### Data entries
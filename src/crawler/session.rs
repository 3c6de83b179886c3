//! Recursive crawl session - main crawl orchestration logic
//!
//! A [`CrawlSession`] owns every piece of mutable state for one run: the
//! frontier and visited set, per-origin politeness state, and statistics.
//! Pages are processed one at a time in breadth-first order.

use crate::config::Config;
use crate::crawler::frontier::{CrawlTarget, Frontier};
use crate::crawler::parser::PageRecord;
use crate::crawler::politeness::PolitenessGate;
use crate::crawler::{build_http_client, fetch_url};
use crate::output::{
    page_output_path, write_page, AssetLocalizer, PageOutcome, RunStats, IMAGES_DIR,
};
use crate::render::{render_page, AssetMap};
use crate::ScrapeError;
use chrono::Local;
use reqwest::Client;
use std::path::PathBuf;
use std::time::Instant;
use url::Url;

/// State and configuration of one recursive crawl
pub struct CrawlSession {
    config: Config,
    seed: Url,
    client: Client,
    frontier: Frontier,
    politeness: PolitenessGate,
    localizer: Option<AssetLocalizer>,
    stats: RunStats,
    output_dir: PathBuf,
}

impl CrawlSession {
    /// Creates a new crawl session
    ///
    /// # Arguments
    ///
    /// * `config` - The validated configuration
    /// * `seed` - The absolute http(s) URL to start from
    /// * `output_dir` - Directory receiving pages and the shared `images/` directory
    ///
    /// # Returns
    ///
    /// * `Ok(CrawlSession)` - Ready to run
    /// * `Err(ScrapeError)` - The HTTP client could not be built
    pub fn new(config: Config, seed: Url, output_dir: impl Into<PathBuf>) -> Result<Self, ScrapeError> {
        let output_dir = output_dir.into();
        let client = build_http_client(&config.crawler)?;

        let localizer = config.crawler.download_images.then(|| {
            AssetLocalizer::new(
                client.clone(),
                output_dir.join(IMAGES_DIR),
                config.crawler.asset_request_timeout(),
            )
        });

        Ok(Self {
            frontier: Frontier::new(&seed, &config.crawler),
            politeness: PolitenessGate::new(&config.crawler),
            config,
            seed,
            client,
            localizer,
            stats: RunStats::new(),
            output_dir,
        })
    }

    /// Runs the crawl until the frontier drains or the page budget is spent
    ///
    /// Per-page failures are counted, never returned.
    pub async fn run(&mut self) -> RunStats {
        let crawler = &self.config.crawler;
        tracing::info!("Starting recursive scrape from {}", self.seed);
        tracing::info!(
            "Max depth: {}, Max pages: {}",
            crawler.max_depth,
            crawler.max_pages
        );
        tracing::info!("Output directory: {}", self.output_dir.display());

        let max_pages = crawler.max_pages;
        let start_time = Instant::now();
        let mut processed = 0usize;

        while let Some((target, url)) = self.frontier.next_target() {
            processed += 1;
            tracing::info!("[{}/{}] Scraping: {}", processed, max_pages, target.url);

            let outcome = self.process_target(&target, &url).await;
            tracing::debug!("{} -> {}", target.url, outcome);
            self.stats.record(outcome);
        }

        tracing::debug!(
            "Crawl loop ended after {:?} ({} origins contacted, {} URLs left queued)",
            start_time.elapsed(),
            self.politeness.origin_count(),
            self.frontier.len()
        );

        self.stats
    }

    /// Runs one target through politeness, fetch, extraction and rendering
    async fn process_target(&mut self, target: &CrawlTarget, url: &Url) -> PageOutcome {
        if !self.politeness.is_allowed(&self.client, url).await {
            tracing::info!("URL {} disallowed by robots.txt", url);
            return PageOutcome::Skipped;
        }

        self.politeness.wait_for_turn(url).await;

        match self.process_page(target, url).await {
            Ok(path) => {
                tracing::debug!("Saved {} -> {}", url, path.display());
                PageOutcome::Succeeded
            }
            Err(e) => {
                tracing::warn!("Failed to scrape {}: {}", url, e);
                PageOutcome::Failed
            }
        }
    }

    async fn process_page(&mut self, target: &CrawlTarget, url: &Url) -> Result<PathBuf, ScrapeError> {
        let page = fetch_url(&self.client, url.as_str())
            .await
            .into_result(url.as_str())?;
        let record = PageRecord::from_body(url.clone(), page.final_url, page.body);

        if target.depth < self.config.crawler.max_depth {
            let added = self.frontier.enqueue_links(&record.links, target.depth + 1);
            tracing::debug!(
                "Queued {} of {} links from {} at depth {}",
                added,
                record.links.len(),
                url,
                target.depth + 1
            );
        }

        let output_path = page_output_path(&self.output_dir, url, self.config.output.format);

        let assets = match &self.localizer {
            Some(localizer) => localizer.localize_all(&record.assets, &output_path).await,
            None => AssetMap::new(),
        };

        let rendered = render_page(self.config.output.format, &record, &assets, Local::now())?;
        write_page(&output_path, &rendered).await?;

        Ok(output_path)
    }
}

### EXERCISE REQUIREMENTS
Every line of the entries above that includes "debug" should be copied.

### ANSWER FOR THE TASK
            tracing::debug!("{} -> {}", target.url, outcome);
        tracing::debug!(
                tracing::debug!("Saved {} -> {}", url, path.display());
            tracing::debug!(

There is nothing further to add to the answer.